• _SUPPLIED MATERIAL_:
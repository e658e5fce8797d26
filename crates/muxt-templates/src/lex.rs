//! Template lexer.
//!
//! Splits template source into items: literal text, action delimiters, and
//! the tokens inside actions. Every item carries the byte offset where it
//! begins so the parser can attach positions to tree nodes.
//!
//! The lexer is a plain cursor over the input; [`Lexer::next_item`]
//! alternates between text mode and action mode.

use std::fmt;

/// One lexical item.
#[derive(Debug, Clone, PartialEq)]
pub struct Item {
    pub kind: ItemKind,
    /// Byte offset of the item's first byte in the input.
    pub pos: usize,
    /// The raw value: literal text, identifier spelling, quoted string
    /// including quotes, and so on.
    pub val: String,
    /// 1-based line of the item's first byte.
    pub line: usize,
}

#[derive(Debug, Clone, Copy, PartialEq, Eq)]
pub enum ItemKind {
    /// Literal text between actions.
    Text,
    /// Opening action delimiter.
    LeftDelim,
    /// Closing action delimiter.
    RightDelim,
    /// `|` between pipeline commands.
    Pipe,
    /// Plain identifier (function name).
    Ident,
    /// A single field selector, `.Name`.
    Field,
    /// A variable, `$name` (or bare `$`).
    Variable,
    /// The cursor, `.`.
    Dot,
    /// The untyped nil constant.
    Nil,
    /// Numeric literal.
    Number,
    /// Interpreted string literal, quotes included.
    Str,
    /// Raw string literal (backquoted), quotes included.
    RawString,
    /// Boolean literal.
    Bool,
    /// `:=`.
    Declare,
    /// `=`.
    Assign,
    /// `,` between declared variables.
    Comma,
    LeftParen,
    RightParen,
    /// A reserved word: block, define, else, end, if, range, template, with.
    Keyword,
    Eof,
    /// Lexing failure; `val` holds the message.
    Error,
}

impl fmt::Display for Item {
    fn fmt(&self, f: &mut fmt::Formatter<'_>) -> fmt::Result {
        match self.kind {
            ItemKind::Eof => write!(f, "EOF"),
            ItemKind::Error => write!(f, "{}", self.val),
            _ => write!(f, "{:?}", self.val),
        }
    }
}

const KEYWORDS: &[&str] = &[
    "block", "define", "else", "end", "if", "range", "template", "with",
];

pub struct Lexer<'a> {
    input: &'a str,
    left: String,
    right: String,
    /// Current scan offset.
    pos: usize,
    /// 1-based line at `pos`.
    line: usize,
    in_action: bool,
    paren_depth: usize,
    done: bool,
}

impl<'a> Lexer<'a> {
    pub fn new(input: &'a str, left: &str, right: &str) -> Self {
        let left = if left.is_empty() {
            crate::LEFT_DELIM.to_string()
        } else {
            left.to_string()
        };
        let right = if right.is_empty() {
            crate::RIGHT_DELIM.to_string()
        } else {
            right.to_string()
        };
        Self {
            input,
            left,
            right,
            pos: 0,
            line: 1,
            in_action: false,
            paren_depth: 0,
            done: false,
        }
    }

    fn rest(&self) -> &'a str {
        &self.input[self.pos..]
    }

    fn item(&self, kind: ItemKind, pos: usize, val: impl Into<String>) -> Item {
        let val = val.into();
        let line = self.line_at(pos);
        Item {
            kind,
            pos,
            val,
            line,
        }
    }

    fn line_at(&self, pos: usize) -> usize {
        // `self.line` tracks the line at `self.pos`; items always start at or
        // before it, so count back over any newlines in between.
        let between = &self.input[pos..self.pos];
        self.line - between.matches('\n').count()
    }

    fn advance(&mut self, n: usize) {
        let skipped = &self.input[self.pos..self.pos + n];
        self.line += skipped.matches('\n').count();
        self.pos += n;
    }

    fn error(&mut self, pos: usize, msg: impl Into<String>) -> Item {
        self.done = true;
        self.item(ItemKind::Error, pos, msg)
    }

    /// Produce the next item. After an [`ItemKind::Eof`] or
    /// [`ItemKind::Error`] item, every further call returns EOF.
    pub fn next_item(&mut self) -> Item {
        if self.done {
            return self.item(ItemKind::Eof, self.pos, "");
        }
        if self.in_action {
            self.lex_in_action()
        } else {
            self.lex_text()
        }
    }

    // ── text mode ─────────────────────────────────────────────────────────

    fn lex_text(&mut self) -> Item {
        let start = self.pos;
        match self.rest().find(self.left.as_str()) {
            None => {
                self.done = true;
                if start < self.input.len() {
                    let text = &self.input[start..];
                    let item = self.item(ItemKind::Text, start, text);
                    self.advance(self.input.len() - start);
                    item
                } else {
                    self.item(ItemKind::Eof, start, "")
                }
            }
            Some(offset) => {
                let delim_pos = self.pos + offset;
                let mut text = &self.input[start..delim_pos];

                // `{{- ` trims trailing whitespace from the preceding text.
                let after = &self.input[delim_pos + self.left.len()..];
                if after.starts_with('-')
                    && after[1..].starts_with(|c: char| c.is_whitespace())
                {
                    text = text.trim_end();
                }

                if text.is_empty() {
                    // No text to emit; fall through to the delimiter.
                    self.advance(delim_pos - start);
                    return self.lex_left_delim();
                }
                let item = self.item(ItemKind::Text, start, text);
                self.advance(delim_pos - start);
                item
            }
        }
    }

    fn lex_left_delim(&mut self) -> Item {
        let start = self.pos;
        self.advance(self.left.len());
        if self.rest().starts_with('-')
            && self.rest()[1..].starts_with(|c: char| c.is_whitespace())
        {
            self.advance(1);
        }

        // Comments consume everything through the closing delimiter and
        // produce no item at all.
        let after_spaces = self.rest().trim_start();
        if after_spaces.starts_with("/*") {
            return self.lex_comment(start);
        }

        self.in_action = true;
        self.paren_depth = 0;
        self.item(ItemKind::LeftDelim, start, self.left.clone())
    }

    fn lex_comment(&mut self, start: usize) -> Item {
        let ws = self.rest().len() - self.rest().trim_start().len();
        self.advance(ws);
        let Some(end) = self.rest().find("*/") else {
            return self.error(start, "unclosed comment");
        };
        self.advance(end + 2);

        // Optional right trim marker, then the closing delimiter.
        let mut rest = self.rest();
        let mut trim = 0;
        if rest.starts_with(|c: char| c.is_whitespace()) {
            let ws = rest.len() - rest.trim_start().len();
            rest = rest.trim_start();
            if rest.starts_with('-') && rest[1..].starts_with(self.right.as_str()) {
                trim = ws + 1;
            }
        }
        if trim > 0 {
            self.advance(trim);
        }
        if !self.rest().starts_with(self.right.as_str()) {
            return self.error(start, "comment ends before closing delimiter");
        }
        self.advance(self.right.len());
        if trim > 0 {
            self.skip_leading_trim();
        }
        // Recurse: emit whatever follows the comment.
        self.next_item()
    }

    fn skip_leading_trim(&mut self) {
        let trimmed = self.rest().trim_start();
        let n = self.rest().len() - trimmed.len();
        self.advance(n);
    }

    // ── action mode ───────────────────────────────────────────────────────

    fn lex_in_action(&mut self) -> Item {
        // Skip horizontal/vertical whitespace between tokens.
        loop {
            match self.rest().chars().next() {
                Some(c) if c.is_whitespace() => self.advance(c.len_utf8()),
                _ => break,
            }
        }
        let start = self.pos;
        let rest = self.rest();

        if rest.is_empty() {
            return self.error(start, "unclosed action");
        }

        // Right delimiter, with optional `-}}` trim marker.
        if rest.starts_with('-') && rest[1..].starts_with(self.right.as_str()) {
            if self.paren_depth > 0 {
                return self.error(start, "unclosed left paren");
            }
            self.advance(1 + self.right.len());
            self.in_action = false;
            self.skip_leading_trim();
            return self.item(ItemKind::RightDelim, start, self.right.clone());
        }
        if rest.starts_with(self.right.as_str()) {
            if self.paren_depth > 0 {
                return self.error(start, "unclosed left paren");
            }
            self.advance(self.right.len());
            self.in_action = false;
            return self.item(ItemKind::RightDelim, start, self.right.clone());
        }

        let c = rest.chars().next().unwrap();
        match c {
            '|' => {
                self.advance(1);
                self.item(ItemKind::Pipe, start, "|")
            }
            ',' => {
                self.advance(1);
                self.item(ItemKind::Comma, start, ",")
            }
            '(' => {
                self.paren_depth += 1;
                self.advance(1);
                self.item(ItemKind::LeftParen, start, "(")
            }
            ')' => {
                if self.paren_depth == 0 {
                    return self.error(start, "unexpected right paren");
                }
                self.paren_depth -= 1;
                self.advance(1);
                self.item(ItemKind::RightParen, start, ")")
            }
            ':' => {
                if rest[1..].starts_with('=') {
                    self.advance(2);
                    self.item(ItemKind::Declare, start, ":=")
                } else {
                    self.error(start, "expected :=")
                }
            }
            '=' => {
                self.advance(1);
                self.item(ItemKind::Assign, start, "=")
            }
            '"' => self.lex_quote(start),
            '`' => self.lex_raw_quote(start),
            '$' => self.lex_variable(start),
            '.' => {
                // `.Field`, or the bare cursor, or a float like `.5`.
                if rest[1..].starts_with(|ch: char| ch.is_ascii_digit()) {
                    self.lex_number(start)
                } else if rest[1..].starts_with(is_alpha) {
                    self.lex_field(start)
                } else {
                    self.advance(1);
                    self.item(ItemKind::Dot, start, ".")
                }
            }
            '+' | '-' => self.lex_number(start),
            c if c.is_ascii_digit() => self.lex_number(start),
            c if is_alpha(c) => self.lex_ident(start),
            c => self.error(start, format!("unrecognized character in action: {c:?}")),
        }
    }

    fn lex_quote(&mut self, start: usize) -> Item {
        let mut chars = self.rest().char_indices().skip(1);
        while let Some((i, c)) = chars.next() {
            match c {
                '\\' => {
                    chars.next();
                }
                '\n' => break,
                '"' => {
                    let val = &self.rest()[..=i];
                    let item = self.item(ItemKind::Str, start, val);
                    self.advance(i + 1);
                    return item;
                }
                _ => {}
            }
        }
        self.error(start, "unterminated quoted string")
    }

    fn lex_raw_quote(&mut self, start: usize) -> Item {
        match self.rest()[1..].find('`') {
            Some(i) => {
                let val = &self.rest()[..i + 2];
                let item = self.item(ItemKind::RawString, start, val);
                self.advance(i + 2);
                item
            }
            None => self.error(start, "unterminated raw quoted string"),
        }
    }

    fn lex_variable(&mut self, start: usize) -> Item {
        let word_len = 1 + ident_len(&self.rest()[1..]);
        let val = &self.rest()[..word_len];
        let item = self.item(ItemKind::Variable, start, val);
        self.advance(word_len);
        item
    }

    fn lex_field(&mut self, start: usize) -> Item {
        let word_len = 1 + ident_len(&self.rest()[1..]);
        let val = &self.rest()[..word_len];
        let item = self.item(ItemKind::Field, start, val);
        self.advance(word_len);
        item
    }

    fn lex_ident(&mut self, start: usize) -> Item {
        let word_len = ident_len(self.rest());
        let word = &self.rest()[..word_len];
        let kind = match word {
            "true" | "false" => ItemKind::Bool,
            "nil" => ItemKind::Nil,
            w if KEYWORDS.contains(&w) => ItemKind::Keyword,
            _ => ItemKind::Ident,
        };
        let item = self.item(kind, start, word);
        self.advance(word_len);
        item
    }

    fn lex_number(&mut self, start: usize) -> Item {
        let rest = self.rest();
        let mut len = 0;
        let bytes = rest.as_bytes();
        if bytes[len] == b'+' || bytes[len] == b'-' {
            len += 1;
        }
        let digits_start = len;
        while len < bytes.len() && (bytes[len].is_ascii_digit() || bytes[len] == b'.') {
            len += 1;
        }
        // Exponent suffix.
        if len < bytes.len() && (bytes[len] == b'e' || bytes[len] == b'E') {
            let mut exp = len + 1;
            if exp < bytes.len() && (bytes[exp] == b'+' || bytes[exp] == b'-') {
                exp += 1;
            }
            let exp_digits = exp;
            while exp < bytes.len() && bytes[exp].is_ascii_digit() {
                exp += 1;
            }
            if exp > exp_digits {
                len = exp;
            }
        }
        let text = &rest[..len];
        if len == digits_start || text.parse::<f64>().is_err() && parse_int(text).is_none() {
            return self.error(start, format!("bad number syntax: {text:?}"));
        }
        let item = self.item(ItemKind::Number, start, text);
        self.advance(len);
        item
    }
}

• _WHAT YOU HAVE TO DO_: Please find all lines of the entries that hold the string "bytes" and copy them.

• _SOLUTION FOR THIS TASK_:
        let bytes = rest.as_bytes();
        if bytes[len] == b'+' || bytes[len] == b'-' {
        while len < bytes.len() && (bytes[len].is_ascii_digit() || bytes[len] == b'.') {
        if len < bytes.len() && (bytes[len] == b'e' || bytes[len] == b'E') {
            if exp < bytes.len() && (bytes[exp] == b'+' || bytes[exp] == b'-') {
            while exp < bytes.len() && bytes[exp].is_ascii_digit() {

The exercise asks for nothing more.